そして私が進もうとしても手が足首を離してくれません。
信号機が点滅をし始めて、私はまずいと思いました。
そこはまだ道路の上なのに、私は地面から生えた手に足首をつかまれたせいで、その場から動けないのです。
必死になってその手から逃れようと足を振りたくったけど、それでもその手は足首から離れてくれませんでした。

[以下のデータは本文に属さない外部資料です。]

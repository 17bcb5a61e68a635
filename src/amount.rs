use std::num::IntErrorKind;

use bitcoin::Amount;
use serde::{Deserialize, Deserializer};

use crate::error::{Error, Result};

const SATS_PER_BTC: u64 = 100_000_000;
const DECIMALS: usize = 8;

/// Parses a decimal BTC amount such as `"1"` or `"0.00150000"`.
///
/// A fractional part must carry exactly eight digits. Overflow while scaling the whole part or
/// adding the fraction is reported as [`Error::AmountOverflow`] and never wraps.
pub fn parse_btc_amount(s: &str) -> Result<Amount> {
    let (whole, frac) = match s.split_once('.') {
        Some((whole, frac)) => {
            if frac.len() != DECIMALS {
                return Err(Error::InvalidAmount(format!(
                    "expected exactly {} decimal places in {:?}",
                    DECIMALS, s
                )));
            }
            (whole, Some(frac))
        }
        None => (s, None),
    };

    let btc = parse_digits(whole, s)?;
    let sat = match frac {
        Some(frac) => parse_digits(frac, s)?,
        None => 0,
    };

    let total = btc
        .checked_mul(SATS_PER_BTC)
        .and_then(|v| v.checked_add(sat))
        .ok_or(Error::AmountOverflow)?;

    let amount = Amount::from_sat(total);
    if amount > Amount::MAX_MONEY {
        return Err(Error::AmountOverflow);
    }
    Ok(amount)
}

fn parse_digits(digits: &str, original: &str) -> Result<u64> {
    if digits.is_empty() || !digits.bytes().all(|b| b.is_ascii_digit()) {
        return Err(Error::InvalidAmount(original.to_string()));
    }
    digits.parse::<u64>().map_err(|e| match e.kind() {
        IntErrorKind::PosOverflow => Error::AmountOverflow,
        _ => Error::InvalidAmount(original.to_string()),
    })
}

pub fn deserialize_btc<'de, D>(deserializer: D) -> Result<Amount, D::Error>
where
    D: Deserializer<'de>,
{
    let s = String::deserialize(deserializer)?;
    parse_btc_amount(&s).map_err(serde::de::Error::custom)
}
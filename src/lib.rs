pub mod amount;
pub mod assembler;
pub mod asset;
pub mod config;
pub mod error;
pub mod funding;
pub mod logging;
pub mod permute;
pub mod request;
pub mod script;
pub mod utxo;

pub use error::{Error, Result};
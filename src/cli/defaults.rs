use crate::cli::split_list;
use crate::error::Result;
use crate::settings::{load_settings, save_settings, shellexpand_path};

pub fn run(
    merge_key: Option<&str>,
    headers: Option<&str>,
    workbook: Option<&str>,
    template: Option<&str>,
    data_dir: Option<&str>,
) -> Result<()> {
    let mut settings = load_settings();
    let changing = merge_key.is_some() || headers.is_some() || workbook.is_some() || template.is_some() || data_dir.is_some();

    if let Some(key) = merge_key {
        settings.default_merge_key = Some(key.trim().to_string());
    }
    if let Some(raw) = headers {
        settings.default_headers = split_list(raw);
    }
    if let Some(dir) = workbook {
        settings.default_workbook = Some(shellexpand_path(dir));
    }
    if let Some(raw) = template {
        settings.header_template = raw.trim().to_string();
    }
    if let Some(dir) = data_dir {
        settings.data_dir = shellexpand_path(dir);
    }
    if changing {
        save_settings(&settings)?;
        println!("Defaults saved.");
    }

    println!(
        "Merge key:  {}",
        settings.default_merge_key.as_deref().unwrap_or("(none)")
    );
    println!("Headers:    {}", settings.default_headers.join(", "));
    println!(
        "Workbook:   {}",
        settings.default_workbook.as_deref().unwrap_or("(not set)")
    );
    println!("Template:   {}", settings.header_template);
    println!("Data dir:   {}", settings.data_dir);
    Ok(())
}
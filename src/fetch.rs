use std::time::Duration;

use log::debug;
use reqwest::StatusCode;

use crate::error::{Result, WeaverError};
use crate::links::{csv_export_url, parse_csv_export};
use crate::models::Dataset;

const FETCH_TIMEOUT_SECS: u64 = 30;

/// Download the CSV export behind a share link and parse it.
pub fn fetch_csv_export(link: &str) -> Result<Dataset> {
    let url = csv_export_url(link)?;
    let client = reqwest::blocking::Client::builder()
        .timeout(Duration::from_secs(FETCH_TIMEOUT_SECS))
        .build()?;

    debug!("GET {url}");
    let response = client.get(&url).send()?;
    match response.status() {
        StatusCode::NOT_FOUND => return Err(WeaverError::NotFound(link.to_string())),
        StatusCode::UNAUTHORIZED | StatusCode::FORBIDDEN => {
            return Err(WeaverError::PermissionDenied(format!(
                "{link} (share it as \"Anyone with the link\")"
            )))
        }
        status if !status.is_success() => {
            return Err(WeaverError::Other(format!("fetching {link} failed with status {status}")))
        }
        _ => {}
    }
    let text = response.text()?;
    parse_csv_export("sheet", &text)
}
//! A1 cell-reference notation: `'All Case'!G5`, `Sheet1!G:T`, `Data!A2:T9`.

use std::fmt;
use std::sync::OnceLock;

use regex::Regex;

use crate::error::{Result, WeaverError};

/// Zero-based column index to letters: 0 → A, 25 → Z, 26 → AA.
pub fn column_letter(index: usize) -> String {
    let mut n = index + 1;
    let mut letters = Vec::new();
    while n > 0 {
        let rem = (n - 1) % 26;
        letters.push((b'A' + rem as u8) as char);
        n = (n - 1) / 26;
    }
    letters.iter().rev().collect()
}

/// Column letters to a zero-based index, case-insensitive.
pub fn column_index(letters: &str) -> Option<usize> {
    if letters.is_empty() || !letters.chars().all(|c| c.is_ascii_alphabetic()) {
        return None;
    }
    let mut n = 0usize;
    for c in letters.chars() {
        let digit = (c.to_ascii_uppercase() as u8 - b'A') as usize + 1;
        n = n.checked_mul(26)?.checked_add(digit)?;
    }
    Some(n - 1)
}

/// A rectangular range. Columns are zero-based; rows are one-based, and a
/// missing row means the whole column.
#[derive(Debug, Clone, PartialEq, Eq)]
pub struct CellRange {
    pub sheet: String,
    pub start_col: usize,
    pub start_row: Option<usize>,
    pub end_col: usize,
    pub end_row: Option<usize>,
}

impl CellRange {
    pub fn cell(sheet: &str, col: usize, row: usize) -> Self {
        Self {
            sheet: sheet.to_string(),
            start_col: col,
            start_row: Some(row),
            end_col: col,
            end_row: Some(row),
        }
    }

    pub fn columns(sheet: &str, start_col: usize, end_col: usize) -> Self {
        Self {
            sheet: sheet.to_string(),
            start_col,
            start_row: None,
            end_col,
            end_row: None,
        }
    }

    pub fn rows(sheet: &str, start_col: usize, end_col: usize, start_row: usize, end_row: usize) -> Self {
        Self {
            sheet: sheet.to_string(),
            start_col,
            start_row: Some(start_row),
            end_col,
            end_row: Some(end_row),
        }
    }

    pub fn width(&self) -> usize {
        self.end_col - self.start_col + 1
    }

    pub fn parse(raw: &str) -> Result<Self> {
        let invalid = || WeaverError::InvalidRange(raw.to_string());
        let (sheet, cells) = raw.rsplit_once('!').ok_or_else(invalid)?;
        let sheet = sheet
            .strip_prefix('\'')
            .and_then(|s| s.strip_suffix('\''))
            .map(|s| s.replace("''", "'"))
            .unwrap_or_else(|| sheet.to_string());
        if sheet.is_empty() {
            return Err(invalid());
        }
        let (start, end) = match cells.split_once(':') {
            Some((s, e)) => (s, e),
            None => (cells, cells),
        };
        let (start_col, start_row) = parse_ref(start).ok_or_else(invalid)?;
        let (end_col, end_row) = parse_ref(end).ok_or_else(invalid)?;
        if end_col < start_col || start_row.is_some() != end_row.is_some() {
            return Err(invalid());
        }
        Ok(Self {
            sheet,
            start_col,
            start_row,
            end_col,
            end_row,
        })
    }
}

fn parse_ref(raw: &str) -> Option<(usize, Option<usize>)> {
    let split = raw.find(|c: char| c.is_ascii_digit()).unwrap_or(raw.len());
    let (letters, digits) = raw.split_at(split);
    let col = column_index(letters)?;
    let row = if digits.is_empty() {
        None
    } else {
        Some(digits.parse::<usize>().ok().filter(|&r| r > 0)?)
    };
    Some((col, row))
}

fn quote_sheet(name: &str) -> String {
    if name.chars().all(|c| c.is_ascii_alphanumeric() || c == '_') {
        name.to_string()
    } else {
        format!("'{}'", name.replace('\'', "''"))
    }
}

impl fmt::Display for CellRange {
    fn fmt(&self, f: &mut fmt::Formatter<'_>) -> fmt::Result {
        let cell = |col: usize, row: Option<usize>| match row {
            Some(r) => format!("{}{r}", column_letter(col)),
            None => column_letter(col),
        };
        let start = cell(self.start_col, self.start_row);
        let end = cell(self.end_col, self.end_row);
        if start == end {
            write!(f, "{}!{start}", quote_sheet(&self.sheet))
        } else {
            write!(f, "{}!{start}:{end}", quote_sheet(&self.sheet))
        }
    }
}

/// Zero-based first row of an append result such as `'All Case'!A2414:T2416`.
pub fn append_start_index(updated_range: &str) -> Option<usize> {
    static RE: OnceLock<Regex> = OnceLock::new();
    let re = RE.get_or_init(|| Regex::new(r"!A(\d+):").expect("valid regex"));
    let row: usize = re.captures(updated_range)?.get(1)?.as_str().parse().ok()?;
    row.checked_sub(1)
}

そこで周りから「危ない」と言われて、私は顔を上げました。
歩道側の信号はもう赤になっており、前方不注意でスピードを落とさずにこっちに突っ込んでくる車が見えました。
死ぬって本気で思った瞬間でした。
私は気づいたら道路脇に倒れこんでいました。
やばいと思った瞬間、誰かが私の背中を押した感覚がありました。
そしてその衝撃で、足首の手が取れて私は命を救われました。
横断歩道のほうを見たら、あの顔半分の女が悔しそうな顔でこっちを見ているのが見えました。
私はこうして九死に一生のような体験をしたのです。
私を突き飛ばしてくれたのが誰なのかまでは分かりません。
実際にはそこには誰もいなかったらしいですから。
このことがあって人生は一度きりだと思え、思い切って両親に進路のことを相談しました。
そしたらいろいろと調べてくれて、奨学金を借りられることになり、やりたいことのために大学に行けることになったのです。
すごく怖い体験をしたけどあの体験があって人生観が変わったおかげで、今があると思っています。